_WORK REQUIRED_
The lines from the start of the records below through the line containing "to bind test" are to be copied exactly, both ends included, with nothing added.

_DATASET RECORDS_
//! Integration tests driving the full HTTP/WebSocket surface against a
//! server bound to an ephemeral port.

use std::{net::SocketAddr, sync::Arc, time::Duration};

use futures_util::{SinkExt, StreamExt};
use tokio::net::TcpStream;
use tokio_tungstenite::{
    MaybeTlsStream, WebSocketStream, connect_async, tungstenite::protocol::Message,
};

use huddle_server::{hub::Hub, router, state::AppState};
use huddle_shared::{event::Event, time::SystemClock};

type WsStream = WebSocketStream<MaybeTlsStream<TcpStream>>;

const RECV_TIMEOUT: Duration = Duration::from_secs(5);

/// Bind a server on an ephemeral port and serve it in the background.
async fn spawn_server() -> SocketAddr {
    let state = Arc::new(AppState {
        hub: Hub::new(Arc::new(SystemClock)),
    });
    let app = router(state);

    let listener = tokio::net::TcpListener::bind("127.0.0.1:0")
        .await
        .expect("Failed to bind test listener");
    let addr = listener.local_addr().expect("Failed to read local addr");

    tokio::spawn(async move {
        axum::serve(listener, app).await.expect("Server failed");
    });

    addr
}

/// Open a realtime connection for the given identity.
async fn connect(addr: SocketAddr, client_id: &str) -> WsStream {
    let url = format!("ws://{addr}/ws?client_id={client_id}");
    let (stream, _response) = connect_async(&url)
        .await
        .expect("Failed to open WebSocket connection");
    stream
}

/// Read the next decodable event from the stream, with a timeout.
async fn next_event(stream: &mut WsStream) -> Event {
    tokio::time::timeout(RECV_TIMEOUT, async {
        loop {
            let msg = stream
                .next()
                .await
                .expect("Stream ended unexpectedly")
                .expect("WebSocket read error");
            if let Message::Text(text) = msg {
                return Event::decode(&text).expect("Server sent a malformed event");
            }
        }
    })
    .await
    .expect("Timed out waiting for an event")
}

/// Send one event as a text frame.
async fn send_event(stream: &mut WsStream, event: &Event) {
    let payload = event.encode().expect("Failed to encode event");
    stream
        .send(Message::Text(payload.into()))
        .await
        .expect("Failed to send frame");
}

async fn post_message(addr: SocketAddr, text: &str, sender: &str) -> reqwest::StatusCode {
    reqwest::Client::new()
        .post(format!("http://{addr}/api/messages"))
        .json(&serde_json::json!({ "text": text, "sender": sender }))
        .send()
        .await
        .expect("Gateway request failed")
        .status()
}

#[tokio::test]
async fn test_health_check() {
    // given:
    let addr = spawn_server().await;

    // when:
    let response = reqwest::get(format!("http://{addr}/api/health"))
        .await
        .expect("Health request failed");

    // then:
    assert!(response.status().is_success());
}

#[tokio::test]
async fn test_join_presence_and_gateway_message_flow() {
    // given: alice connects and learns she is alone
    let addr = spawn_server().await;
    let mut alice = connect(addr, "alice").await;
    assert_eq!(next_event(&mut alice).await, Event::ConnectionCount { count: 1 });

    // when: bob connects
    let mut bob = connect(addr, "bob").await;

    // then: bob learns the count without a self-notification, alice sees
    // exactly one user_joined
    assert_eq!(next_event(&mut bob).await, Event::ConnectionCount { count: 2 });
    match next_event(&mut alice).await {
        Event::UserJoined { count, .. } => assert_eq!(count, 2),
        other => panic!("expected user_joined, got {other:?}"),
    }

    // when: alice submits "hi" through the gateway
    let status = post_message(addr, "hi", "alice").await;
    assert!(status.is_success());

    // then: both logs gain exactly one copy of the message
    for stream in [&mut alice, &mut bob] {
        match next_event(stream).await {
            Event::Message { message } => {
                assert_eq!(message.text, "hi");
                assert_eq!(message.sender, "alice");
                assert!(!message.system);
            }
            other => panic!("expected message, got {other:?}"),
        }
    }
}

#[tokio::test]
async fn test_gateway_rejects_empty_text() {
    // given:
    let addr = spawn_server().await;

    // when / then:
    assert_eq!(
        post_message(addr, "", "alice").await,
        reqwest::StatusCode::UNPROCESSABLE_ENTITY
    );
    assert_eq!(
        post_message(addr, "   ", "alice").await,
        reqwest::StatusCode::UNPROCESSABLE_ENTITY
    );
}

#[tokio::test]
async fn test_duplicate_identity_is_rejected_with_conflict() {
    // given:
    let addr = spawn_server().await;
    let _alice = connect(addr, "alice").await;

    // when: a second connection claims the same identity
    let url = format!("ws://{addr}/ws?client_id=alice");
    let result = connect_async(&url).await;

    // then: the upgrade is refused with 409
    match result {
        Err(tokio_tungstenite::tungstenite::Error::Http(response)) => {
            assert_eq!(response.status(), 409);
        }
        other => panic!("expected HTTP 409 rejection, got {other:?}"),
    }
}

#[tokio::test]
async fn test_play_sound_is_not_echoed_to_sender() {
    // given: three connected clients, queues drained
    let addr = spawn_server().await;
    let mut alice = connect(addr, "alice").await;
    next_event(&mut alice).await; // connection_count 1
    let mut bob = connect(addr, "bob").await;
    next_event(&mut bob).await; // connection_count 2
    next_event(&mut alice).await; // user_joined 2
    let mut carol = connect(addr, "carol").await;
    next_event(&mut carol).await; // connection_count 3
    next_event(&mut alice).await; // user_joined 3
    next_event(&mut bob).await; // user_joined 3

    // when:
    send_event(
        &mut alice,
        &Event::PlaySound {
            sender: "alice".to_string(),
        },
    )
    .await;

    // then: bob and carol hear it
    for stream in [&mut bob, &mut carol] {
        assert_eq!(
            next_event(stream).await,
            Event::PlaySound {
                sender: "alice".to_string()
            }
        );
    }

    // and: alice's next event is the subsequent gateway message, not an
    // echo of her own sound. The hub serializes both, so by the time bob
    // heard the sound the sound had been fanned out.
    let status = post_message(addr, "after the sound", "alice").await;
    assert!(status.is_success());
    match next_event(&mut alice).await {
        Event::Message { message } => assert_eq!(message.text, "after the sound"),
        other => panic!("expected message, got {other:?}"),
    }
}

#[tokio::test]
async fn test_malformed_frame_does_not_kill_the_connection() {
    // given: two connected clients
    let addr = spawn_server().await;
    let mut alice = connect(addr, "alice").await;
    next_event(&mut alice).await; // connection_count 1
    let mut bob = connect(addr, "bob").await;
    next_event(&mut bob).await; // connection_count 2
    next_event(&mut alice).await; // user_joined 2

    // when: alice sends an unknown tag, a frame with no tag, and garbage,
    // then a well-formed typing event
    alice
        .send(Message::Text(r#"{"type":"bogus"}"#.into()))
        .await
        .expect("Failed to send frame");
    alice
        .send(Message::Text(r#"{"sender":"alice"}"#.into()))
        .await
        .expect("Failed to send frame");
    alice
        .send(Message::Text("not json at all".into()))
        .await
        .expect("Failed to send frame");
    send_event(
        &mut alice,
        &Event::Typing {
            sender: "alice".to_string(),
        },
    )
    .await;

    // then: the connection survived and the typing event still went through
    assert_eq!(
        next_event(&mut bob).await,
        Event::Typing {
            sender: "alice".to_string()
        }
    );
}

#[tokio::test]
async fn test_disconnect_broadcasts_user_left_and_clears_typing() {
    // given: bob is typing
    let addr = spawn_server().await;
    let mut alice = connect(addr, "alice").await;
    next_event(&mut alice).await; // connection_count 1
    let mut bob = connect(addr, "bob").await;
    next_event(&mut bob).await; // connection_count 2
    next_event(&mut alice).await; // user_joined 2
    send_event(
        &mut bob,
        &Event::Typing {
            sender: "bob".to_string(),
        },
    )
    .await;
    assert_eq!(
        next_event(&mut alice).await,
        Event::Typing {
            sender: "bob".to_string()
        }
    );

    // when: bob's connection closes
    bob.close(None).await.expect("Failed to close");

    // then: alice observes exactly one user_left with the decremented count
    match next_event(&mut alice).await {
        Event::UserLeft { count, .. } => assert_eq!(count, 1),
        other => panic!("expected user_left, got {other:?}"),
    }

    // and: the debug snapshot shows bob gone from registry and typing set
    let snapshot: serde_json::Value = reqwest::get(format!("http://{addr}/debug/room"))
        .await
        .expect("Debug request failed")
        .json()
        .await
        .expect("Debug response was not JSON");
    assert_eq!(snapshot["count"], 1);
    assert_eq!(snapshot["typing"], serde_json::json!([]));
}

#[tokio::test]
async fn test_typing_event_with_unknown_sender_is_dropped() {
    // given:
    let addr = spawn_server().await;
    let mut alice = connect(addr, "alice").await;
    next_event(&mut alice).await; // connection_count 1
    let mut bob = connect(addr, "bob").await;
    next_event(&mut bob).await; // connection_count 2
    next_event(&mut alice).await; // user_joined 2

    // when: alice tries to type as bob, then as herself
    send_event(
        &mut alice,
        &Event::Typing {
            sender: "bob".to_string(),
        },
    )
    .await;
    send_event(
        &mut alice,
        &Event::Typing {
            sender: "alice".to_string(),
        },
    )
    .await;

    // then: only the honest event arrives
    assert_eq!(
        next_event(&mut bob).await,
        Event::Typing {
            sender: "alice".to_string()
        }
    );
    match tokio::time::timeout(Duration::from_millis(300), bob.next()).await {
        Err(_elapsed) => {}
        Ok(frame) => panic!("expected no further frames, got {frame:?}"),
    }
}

_EXPECTED ANSWER_
//! Integration tests driving the full HTTP/WebSocket surface against a
//! server bound to an ephemeral port.

use std::{net::SocketAddr, sync::Arc, time::Duration};

use futures_util::{SinkExt, StreamExt};
use tokio::net::TcpStream;
use tokio_tungstenite::{
    MaybeTlsStream, WebSocketStream, connect_async, tungstenite::protocol::Message,
};

use huddle_server::{hub::Hub, router, state::AppState};
use huddle_shared::{event::Event, time::SystemClock};

type WsStream = WebSocketStream<MaybeTlsStream<TcpStream>>;

const RECV_TIMEOUT: Duration = Duration::from_secs(5);

/// Bind a server on an ephemeral port and serve it in the background.
async fn spawn_server() -> SocketAddr {
    let state = Arc::new(AppState {
        hub: Hub::new(Arc::new(SystemClock)),
    });
    let app = router(state);

    let listener = tokio::net::TcpListener::bind("127.0.0.1:0")
        .await
        .expect("Failed to bind test listener");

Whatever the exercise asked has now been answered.